- Problem: Tally every line below where "MimePart" appears, then report the total alone.

[Collected data entries]
+-------+
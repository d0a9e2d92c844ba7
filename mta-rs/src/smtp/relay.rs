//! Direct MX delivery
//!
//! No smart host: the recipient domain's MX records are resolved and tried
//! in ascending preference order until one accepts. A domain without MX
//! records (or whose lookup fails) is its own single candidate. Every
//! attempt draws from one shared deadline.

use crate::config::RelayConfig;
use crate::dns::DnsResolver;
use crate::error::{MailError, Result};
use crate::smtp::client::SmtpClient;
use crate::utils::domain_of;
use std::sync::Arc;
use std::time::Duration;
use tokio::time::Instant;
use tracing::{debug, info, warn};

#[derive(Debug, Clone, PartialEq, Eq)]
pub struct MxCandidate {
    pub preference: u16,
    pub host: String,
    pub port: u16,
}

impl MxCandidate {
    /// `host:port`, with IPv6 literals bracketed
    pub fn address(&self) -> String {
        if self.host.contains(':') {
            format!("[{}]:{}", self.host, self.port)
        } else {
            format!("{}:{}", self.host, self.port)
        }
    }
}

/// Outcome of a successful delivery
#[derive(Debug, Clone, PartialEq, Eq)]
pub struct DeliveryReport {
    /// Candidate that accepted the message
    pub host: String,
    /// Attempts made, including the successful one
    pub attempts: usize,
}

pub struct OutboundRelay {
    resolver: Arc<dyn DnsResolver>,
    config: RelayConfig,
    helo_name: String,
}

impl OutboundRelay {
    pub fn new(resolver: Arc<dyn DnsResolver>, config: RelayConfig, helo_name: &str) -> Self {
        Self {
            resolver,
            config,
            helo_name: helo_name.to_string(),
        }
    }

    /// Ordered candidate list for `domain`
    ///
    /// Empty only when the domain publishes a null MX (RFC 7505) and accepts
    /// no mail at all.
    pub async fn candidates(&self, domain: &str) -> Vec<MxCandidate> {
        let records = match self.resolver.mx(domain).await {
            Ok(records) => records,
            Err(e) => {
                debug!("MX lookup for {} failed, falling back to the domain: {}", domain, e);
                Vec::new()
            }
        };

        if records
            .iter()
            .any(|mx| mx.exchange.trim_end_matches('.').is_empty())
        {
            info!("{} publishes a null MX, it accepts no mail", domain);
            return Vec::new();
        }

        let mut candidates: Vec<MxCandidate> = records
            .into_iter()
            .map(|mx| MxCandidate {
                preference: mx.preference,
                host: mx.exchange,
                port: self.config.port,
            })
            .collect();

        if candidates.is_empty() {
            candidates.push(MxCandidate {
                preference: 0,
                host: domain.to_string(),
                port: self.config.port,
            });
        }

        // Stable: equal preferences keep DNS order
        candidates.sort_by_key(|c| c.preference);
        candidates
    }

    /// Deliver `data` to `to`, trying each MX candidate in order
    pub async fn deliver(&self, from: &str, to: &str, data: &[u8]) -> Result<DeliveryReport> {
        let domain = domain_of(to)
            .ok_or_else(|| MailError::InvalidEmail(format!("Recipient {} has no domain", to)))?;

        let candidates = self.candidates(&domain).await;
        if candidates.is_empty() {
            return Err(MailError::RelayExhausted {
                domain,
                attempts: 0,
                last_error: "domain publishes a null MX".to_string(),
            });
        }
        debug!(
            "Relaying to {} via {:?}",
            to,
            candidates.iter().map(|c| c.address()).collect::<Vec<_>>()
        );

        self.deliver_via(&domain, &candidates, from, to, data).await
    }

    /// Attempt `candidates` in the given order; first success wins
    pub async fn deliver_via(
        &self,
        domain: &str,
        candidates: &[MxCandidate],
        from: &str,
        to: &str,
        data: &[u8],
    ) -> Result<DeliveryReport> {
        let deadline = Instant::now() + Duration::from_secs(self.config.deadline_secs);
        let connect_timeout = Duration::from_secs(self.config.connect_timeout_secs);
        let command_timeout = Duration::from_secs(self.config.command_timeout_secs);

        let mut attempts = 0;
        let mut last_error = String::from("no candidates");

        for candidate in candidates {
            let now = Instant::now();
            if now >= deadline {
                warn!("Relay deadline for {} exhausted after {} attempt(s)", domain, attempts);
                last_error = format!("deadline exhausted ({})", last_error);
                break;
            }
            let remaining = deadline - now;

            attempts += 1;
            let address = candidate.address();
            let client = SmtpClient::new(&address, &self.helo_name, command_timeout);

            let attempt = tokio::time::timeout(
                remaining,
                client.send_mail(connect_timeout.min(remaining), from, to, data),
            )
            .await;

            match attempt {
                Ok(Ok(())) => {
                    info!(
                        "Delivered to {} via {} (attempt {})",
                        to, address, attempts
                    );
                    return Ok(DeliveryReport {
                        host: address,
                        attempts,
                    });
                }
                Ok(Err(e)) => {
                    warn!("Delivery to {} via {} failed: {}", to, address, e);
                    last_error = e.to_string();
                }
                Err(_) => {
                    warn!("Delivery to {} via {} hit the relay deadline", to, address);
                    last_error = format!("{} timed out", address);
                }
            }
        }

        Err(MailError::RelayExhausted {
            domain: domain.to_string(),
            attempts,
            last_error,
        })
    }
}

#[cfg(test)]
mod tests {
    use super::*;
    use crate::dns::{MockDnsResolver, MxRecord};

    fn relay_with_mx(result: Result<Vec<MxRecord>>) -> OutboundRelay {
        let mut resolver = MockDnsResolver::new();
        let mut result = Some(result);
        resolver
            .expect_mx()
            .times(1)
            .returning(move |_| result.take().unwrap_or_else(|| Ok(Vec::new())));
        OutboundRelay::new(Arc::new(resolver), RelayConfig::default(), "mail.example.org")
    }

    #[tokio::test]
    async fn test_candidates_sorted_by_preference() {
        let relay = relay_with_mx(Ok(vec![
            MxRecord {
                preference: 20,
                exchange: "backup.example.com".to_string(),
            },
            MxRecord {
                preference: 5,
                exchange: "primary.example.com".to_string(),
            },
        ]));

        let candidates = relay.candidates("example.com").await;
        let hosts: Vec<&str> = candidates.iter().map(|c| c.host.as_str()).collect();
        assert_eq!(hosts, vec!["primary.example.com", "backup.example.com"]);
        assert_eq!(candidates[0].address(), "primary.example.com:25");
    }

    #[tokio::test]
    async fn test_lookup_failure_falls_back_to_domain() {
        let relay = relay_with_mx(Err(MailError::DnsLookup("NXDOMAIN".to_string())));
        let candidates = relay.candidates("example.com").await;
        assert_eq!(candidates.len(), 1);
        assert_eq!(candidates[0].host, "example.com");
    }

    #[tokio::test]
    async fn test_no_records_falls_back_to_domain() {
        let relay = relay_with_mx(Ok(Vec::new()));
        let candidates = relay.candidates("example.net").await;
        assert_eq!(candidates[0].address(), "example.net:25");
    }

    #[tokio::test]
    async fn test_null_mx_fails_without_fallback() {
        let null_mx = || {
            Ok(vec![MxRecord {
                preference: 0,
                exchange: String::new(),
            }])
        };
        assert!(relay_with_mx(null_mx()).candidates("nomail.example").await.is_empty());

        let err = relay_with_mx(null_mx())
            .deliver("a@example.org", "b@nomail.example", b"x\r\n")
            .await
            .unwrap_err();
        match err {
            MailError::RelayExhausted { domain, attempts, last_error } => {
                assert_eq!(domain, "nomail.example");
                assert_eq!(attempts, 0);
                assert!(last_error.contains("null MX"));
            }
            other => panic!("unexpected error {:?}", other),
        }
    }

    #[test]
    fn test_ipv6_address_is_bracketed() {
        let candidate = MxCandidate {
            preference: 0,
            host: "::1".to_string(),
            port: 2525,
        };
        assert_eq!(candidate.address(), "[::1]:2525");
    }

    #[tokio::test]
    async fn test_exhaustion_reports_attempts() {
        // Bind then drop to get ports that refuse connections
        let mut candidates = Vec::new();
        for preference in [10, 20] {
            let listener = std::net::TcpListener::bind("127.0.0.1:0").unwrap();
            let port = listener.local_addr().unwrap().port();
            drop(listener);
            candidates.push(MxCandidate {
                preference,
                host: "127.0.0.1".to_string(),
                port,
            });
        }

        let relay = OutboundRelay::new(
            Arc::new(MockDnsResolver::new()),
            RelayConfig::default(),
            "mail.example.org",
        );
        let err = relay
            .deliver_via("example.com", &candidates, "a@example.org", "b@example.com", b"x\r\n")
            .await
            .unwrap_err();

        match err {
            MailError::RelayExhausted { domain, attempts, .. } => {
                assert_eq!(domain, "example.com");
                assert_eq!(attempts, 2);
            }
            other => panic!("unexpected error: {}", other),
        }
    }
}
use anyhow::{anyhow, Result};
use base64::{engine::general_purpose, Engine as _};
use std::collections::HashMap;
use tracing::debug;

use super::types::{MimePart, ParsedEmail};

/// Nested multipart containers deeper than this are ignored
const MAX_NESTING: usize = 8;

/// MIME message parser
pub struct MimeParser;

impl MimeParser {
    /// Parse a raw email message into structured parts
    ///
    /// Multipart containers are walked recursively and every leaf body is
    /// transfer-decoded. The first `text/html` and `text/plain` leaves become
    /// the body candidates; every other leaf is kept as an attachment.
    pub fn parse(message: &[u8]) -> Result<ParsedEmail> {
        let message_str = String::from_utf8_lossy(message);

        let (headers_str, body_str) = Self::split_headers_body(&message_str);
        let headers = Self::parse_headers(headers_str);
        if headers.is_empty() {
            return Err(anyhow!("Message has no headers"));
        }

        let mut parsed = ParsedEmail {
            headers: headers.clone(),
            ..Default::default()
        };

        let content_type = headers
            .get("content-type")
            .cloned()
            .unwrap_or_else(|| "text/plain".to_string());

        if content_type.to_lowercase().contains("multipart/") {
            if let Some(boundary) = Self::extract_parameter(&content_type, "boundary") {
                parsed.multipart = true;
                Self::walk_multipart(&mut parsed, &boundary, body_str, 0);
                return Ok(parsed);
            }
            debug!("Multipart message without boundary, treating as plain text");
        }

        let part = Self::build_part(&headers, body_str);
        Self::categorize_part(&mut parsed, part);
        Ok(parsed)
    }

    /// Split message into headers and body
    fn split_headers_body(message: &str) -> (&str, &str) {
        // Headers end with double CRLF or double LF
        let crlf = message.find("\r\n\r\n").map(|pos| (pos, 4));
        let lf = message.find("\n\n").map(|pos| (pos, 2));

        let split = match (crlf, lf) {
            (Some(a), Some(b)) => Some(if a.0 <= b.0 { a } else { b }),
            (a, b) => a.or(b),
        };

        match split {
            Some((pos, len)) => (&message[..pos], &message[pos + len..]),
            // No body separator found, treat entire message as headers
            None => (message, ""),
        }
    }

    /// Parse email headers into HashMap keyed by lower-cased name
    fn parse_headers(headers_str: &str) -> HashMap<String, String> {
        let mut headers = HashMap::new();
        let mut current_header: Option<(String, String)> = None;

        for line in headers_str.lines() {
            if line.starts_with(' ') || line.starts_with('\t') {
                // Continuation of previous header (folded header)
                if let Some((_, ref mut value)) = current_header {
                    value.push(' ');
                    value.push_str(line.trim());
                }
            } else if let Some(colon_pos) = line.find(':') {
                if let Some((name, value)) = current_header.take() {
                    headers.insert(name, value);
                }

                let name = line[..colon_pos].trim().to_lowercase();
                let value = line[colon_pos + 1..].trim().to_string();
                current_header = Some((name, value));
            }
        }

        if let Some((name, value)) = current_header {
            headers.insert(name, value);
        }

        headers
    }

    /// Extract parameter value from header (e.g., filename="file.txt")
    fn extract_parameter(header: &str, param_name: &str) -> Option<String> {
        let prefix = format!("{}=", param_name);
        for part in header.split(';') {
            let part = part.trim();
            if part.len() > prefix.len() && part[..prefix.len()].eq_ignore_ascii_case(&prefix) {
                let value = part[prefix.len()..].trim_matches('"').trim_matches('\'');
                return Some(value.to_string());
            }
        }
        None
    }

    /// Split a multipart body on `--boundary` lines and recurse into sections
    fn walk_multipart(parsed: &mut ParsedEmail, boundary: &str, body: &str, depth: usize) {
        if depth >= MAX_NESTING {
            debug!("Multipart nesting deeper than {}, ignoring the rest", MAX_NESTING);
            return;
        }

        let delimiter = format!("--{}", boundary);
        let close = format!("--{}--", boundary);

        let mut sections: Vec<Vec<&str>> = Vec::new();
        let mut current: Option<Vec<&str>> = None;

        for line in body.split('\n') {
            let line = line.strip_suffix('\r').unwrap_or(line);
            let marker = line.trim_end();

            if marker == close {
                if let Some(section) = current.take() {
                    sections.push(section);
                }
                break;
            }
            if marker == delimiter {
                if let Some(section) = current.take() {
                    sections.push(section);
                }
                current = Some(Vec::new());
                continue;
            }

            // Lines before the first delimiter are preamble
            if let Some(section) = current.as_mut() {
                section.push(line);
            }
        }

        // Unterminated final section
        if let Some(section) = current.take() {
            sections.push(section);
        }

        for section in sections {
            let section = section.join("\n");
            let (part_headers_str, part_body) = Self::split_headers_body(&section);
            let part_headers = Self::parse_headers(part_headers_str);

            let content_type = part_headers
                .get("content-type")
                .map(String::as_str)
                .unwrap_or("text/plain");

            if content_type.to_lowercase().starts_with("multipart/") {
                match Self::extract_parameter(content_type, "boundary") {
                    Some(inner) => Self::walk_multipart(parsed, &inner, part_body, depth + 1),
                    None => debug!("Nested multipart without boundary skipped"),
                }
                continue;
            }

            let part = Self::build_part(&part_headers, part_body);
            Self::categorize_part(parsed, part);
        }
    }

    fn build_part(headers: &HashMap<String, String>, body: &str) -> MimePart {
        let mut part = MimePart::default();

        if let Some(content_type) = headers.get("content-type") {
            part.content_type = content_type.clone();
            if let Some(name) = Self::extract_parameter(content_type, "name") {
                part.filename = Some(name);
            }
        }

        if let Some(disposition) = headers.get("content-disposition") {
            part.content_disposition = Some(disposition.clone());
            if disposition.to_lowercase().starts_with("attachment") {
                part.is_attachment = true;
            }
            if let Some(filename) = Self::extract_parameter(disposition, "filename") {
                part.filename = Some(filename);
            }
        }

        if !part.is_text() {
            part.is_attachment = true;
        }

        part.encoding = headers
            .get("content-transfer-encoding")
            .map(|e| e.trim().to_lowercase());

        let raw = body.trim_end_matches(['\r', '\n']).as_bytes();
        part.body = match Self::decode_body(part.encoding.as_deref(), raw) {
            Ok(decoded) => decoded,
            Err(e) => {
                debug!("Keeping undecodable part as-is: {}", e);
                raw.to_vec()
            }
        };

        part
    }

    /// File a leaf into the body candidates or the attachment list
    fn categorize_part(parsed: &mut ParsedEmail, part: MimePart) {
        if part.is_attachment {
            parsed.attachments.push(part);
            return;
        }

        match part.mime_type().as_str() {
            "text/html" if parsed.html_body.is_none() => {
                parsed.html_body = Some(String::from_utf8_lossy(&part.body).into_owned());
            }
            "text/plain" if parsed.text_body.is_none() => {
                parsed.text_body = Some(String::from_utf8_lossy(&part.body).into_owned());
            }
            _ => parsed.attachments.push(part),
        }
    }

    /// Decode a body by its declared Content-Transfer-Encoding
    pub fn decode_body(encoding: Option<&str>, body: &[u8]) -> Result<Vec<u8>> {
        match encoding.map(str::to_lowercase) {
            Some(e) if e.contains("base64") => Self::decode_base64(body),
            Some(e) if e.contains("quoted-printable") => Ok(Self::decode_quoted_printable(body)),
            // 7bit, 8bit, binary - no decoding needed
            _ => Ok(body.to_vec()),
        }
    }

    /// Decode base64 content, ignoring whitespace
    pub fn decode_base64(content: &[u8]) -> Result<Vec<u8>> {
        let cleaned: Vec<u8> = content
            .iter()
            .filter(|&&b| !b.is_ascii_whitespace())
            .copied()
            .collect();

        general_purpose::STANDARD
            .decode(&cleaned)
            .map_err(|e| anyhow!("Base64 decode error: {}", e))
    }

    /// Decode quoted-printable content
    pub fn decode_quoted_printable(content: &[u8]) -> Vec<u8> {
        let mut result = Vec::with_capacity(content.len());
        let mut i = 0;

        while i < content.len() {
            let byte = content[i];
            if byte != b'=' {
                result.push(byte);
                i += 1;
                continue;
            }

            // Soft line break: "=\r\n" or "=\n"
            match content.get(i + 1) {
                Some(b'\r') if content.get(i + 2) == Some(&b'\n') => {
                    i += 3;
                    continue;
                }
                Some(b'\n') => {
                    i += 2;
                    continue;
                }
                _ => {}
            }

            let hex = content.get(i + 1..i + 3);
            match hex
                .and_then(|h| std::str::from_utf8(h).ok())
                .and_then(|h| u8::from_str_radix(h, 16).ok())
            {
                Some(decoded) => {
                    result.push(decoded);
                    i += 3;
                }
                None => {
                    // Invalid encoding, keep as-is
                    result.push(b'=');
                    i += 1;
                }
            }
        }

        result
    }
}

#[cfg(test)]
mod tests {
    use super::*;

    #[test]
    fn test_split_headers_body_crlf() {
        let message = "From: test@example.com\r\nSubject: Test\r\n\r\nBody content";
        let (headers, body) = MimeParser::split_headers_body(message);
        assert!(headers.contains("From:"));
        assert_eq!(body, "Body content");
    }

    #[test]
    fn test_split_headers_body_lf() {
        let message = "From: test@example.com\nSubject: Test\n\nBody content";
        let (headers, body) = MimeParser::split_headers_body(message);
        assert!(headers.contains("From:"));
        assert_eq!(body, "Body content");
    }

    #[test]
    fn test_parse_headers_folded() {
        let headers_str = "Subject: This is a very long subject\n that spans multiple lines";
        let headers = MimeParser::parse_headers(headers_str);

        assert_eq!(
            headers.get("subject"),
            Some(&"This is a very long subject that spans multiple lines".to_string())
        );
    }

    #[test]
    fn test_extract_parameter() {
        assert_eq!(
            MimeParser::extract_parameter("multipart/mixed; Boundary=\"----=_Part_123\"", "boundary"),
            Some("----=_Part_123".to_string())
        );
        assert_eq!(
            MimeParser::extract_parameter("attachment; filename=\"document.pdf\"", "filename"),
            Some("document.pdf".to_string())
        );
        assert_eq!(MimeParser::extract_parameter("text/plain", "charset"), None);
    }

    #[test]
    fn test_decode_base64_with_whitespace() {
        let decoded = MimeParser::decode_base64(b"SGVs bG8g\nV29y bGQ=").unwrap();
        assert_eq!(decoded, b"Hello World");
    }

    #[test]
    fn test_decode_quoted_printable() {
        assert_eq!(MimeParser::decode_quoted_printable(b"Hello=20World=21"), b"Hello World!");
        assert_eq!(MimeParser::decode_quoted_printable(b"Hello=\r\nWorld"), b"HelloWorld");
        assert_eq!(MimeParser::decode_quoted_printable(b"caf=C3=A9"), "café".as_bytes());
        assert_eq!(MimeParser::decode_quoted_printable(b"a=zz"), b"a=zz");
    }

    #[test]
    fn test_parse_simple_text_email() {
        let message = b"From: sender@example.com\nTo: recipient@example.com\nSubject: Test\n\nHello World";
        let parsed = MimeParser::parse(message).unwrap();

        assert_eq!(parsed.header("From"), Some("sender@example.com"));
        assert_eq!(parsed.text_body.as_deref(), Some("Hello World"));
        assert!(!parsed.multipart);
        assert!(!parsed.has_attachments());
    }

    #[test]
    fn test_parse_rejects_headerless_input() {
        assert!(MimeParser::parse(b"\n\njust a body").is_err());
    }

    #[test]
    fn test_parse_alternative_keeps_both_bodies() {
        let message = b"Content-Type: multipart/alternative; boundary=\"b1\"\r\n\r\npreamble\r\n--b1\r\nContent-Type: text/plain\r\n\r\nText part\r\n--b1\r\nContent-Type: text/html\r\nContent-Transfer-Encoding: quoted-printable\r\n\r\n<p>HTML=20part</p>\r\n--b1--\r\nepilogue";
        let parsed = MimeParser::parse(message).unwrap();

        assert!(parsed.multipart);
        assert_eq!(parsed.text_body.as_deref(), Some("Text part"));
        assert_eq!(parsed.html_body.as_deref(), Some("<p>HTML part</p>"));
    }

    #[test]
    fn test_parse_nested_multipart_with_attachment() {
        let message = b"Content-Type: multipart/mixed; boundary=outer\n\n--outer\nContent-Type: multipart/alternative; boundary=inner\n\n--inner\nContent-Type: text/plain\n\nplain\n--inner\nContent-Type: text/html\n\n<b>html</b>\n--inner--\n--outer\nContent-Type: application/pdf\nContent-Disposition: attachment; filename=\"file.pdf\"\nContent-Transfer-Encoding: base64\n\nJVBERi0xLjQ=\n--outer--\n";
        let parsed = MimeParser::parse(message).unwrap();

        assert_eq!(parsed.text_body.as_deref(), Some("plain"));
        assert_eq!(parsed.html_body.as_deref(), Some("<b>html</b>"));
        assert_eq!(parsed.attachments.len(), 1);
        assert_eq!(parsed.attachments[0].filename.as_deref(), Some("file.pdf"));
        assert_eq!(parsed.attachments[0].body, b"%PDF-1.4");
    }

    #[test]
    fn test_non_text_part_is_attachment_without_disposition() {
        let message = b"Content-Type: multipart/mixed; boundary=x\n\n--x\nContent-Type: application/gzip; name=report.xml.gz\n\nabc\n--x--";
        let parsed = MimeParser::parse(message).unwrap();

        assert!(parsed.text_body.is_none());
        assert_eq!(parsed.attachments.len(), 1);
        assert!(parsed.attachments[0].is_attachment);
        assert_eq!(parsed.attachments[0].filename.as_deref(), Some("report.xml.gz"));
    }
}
+-------+
- Answer area: 4